Labor Left weighs up plan for ‘drastic’ climate policy
Mark Butler signals he won’t back down to Joel Fitzgibbon’s plea for Labor to adopt a more moderate climate agenda.
Opposition energy spokesman Mark Butler has signalled he will not back down to Joel Fitzgibbon’s plea for Labor to adopt a more moderate climate change agenda, with the Left faction heavyweight urging environmental activists to push the party to be “more ambitious and more courageous” on the issue.
Mr Butler, a rival to Mr Fitzgibbon in the party’s climate debate, also warned Australia could be hit with “carbon tariffs” if Joe Biden was elected US president because of the Coalition’s emissions policies.
His comments, made at a “climate and environment virtual town hall event” on Wednesday night, were praised by Labor MP Ged Kearney as showing the party was committed to “drastic action” in combating climate change.
“I think you can hear from Mark’s comments there that he is all for drastic action, absolutely, to fight climate change,” said Ms Kearney, who organised the event for climate change activists in her inner Melbourne electorate of Cooper.
Senior Labor Left MPs on Thursday criticised Mr Fitzgibbon, the Right faction convenor, for warning Labor could split into two separate parties if it failed to bring together its working-class and socially progressive supporter bases.
Mr Fitzgibbon, who has labelled Labor’s focus on climate change as “almost obsessive”, is pushing for the party to adopt the Coalition’s 2030 emissions targets in an effort to bolster the party’s stocks with working-class and regional areas.
Mr Butler was the architect of Labor’s pre-election climate policies, including the contentious target to reduce carbon emissions by 45 per cent of 2005 levels by 2030.
The South Australian MP told activists on the zoom event, which also featured environment spokeswoman Terri Butler, the Labor Party did “not want an easy time” in developing green policies.
“We want to be pushed, continue to be encouraged and prodded, to be more ambitious and more courageous,” Mr Butler told the meeting.
“I’m not going to pretend I don’t have dark days in this policy area.
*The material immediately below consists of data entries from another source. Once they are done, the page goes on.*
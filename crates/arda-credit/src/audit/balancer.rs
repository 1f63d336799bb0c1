use std::collections::BTreeMap;
use std::sync::{Mutex, PoisonError};

/// Routes each message to the partition that has received the fewest bytes
/// from this process so far. Ties go to the lowest partition id.
#[derive(Debug, Default)]
pub struct LeastBytesBalancer {
    written: Mutex<BTreeMap<i32, u64>>,
}

impl LeastBytesBalancer {
    pub fn new() -> Self {
        Self::default()
    }

    /// Picks a partition for a message of `bytes` and charges it immediately.
    pub fn pick(&self, partitions: &[i32], bytes: u64) -> Option<i32> {
        let mut written = self.written.lock().unwrap_or_else(PoisonError::into_inner);
        let chosen = partitions
            .iter()
            .copied()
            .min_by_key(|partition| (written.get(partition).copied().unwrap_or(0), *partition))?;
        *written.entry(chosen).or_insert(0) += bytes;
        Some(chosen)
    }

    pub fn written(&self, partition: i32) -> u64 {
        self.written
            .lock()
            .unwrap_or_else(PoisonError::into_inner)
            .get(&partition)
            .copied()
            .unwrap_or(0)
    }
}
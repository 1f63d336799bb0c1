use arda_credit::audit::{AuditDispatcher, KafkaAuditPublisher};
use arda_credit::config::AppConfig;
use arda_credit::credit::{CreditService, ScoringEngine};
use metrics_exporter_prometheus::PrometheusHandle;
use std::sync::atomic::AtomicBool;
use std::sync::Arc;

#[derive(Clone)]
pub(crate) struct AppState {
    pub(crate) readiness: Arc<AtomicBool>,
    pub(crate) metrics: Arc<PrometheusHandle>,
    pub(crate) service_name: Arc<str>,
}

/// Wires the scoring engine and the Kafka-backed audit dispatcher.
pub(crate) fn build_credit_service(config: &AppConfig) -> Arc<CreditService> {
    let engine = ScoringEngine::seeded(config.scoring.seed);
    let publisher = Arc::new(KafkaAuditPublisher::new(&config.audit));
    let dispatcher = AuditDispatcher::spawn(publisher, &config.audit);
    Arc::new(CreditService::new(engine, dispatcher))
}
//! Credit application intake: validation, scoring, and the apply endpoint.

pub mod domain;
pub mod router;
pub mod scoring;
pub mod service;

#[cfg(test)]
mod tests;

pub use domain::{
    ApplicationError, CreditApplication, CreditDecision, APPROVAL_THRESHOLD, APPROVED_REASON,
    DECLINED_REASON, MAX_SCORE, MIN_SCORE,
};
pub use router::credit_router;
pub use scoring::{NoiseSource, ScoringEngine, SeededNoise, BASE_SCORE, NOISE_RANGE};
pub use service::CreditService;
//! Logging init: file under XDG state dir, or graceful fallback to stderr.

use anyhow::Result;
use std::fs;
use std::io;
use std::path::PathBuf;
use tracing_subscriber::fmt::writer::BoxMakeWriter;
use tracing_subscriber::fmt::MakeWriter;
use tracing_subscriber::EnvFilter;

const DEFAULT_FILTER: &str = "info,odc_core=debug,odc=debug";

/// Writer that is either the log file or stderr (used when file clone fails).
enum FileOrStderr {
    File(fs::File),
    Stderr,
}

impl io::Write for FileOrStderr {
    fn write(&mut self, buf: &[u8]) -> io::Result<usize> {
        match self {
            FileOrStderr::File(f) => f.write(buf),
            FileOrStderr::Stderr => io::stderr().lock().write(buf),
        }
    }

    fn flush(&mut self) -> io::Result<()> {
        match self {
            FileOrStderr::File(f) => f.flush(),
            FileOrStderr::Stderr => io::stderr().lock().flush(),
        }
    }
}

struct FileMakeWriter(fs::File);

impl<'a> MakeWriter<'a> for FileMakeWriter {
    type Writer = FileOrStderr;

    fn make_writer(&'a self) -> Self::Writer {
        self.0
            .try_clone()
            .map(FileOrStderr::File)
            .unwrap_or(FileOrStderr::Stderr)
    }
}

fn env_filter() -> EnvFilter {
    EnvFilter::try_from_default_env().unwrap_or_else(|_| EnvFilter::new(DEFAULT_FILTER))
}

/// Path of the log file: `~/.local/state/odc/odc.log`.
pub fn log_path() -> Result<PathBuf> {
    let xdg_dirs = xdg::BaseDirectories::with_prefix("odc")?;
    Ok(xdg_dirs.get_state_home().join("odc.log"))
}

/// Initialize structured logging to the XDG state log file.
/// On failure (e.g. log dir unwritable), returns Err so the caller can fall back to stderr.
pub fn init_logging() -> Result<()> {
    let log_file_path = log_path()?;
    if let Some(parent) = log_file_path.parent() {
        fs::create_dir_all(parent)?;
    }

    let file = fs::OpenOptions::new()
        .create(true)
        .append(true)
        .open(&log_file_path)?;

    let writer = BoxMakeWriter::new(FileMakeWriter(file));

    tracing_subscriber::fmt()
        .with_env_filter(env_filter())
        .with_writer(writer)
        .with_ansi(false)
        .try_init()
        .map_err(|e| anyhow::anyhow!("tracing init: {}", e))?;

    tracing::info!("odc logging initialized at {}", log_file_path.display());

    Ok(())
}

/// Initialize logging to stderr only. Use when `init_logging()` fails so the CLI doesn't crash.
pub fn init_logging_stderr() {
    let _ = tracing_subscriber::fmt()
        .with_env_filter(env_filter())
        .with_writer(io::stderr)
        .with_ansi(false)
        .try_init();
}
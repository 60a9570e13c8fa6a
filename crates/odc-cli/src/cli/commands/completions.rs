//! `odc completions <shell>` – print a completion script to stdout.

use clap::CommandFactory;
use clap_complete::Shell;

use crate::cli::Cli;

pub fn run_completions(shell: Shell) {
    let mut cmd = Cli::command();
    let name = cmd.get_name().to_string();
    clap_complete::generate(shell, &mut cmd, name, &mut std::io::stdout());
}
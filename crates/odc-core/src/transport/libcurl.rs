//! libcurl-backed HTTP transport.

use super::{HttpTransport, TransferError};
use crate::progress::DownloadProgress;
use std::cell::{Cell, RefCell};
use std::io::{self, Write};
use std::time::Duration;

/// Whole-file GET through a libcurl easy handle, with progress from libcurl's
/// transfer-info callback.
#[derive(Debug, Default, Clone, Copy)]
pub struct CurlTransport;

impl CurlTransport {
    pub fn new() -> Self {
        Self
    }
}

impl HttpTransport for CurlTransport {
    fn name(&self) -> &'static str {
        "curl"
    }

    fn fetch(
        &self,
        url: &str,
        sink: &mut dyn Write,
        on_progress: &mut dyn FnMut(DownloadProgress),
    ) -> Result<u64, TransferError> {
        let written = Cell::new(0u64);
        let write_error: RefCell<Option<io::Error>> = RefCell::new(None);

        let mut easy = curl::easy::Easy::new();
        easy.url(url)?;
        easy.follow_location(true)?;
        easy.max_redirections(10)?;
        easy.connect_timeout(Duration::from_secs(30))?;
        easy.progress(true)?;

        {
            let mut transfer = easy.transfer();
            transfer.write_function(|data| match sink.write_all(data) {
                Ok(()) => {
                    written.set(written.get() + data.len() as u64);
                    Ok(data.len())
                }
                Err(e) => {
                    write_error.borrow_mut().replace(e);
                    // short count aborts the transfer
                    Ok(0)
                }
            })?;
            transfer.progress_function(|dltotal, dlnow, _ultotal, _ulnow| {
                on_progress(DownloadProgress::new(dlnow as u64, dltotal as u64));
                true
            })?;
            if let Err(e) = transfer.perform() {
                if e.is_write_error() {
                    if let Some(io_err) = write_error.borrow_mut().take() {
                        return Err(TransferError::Io(io_err));
                    }
                }
                return Err(TransferError::Curl(e));
            }
        }

        let code = easy.response_code()?;
        if !(200..300).contains(&code) {
            return Err(TransferError::Status(code));
        }

        Ok(written.get())
    }
}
There are many of them because this is deeply serious and we are failing generations and the rest of the world terribly in a rich country like this for so many greenhouse gases coming out of our economy. We are just not living up to what we should.”
Mr Fitzgibbon has attacked the influence of environmental activists within the party from the Labor Environment Action Network.
With Labor in an internal debate over whether to back the Coalition’s proposal for a gas-led recovery from the COVID-19 crisis, Mr Butler told the meeting that Anthony Albanese supported a renewables-led recovery.
He said Mr Biden was campaigning on “the most progressive climate package platform anyone has ever taken to a US election”.
“And one of the elements of that platform is the US president will impose carbon tariffs on countries, frankly like Australia, that don’t have adequate climate policies,” Mr Butler said.
Playing down Mr Fitzgibbon’s concerns about a split, the Opposition Leader on Thursday declared the party could unite its divergent bases by being “true to our values”.
The Opposition Leader said Labor was a “modern party” that needed to be serious about taking strong action on climate change.
“The Labor Party has changed over a period of time. There were once people in the Labor Party who supported the White Australia policy, it was one of our founding planks. We changed,” Mr Albanese said.
Opposition education spokeswoman Tanya Plibersek said Mr Fitzgibbon should not have raised the prospect of a split during the COVID-19 pandemic.
“It’s beyond me why anyone’s talking about this when we have vulnerable people dying in nursing homes. People need to get their priorities straight,” Ms Plibersek said.
Opposition financial services spokesman Stephen Jones, from the regional NSW electorate of Whitlam, said there was nothing new about Labor needing to appeal to inner-city and bush voters.
“We do best when we focus on the issues that unite these groups: income, cost of living, and a plan to bring the whole country forward,” Mr Jones tweeted.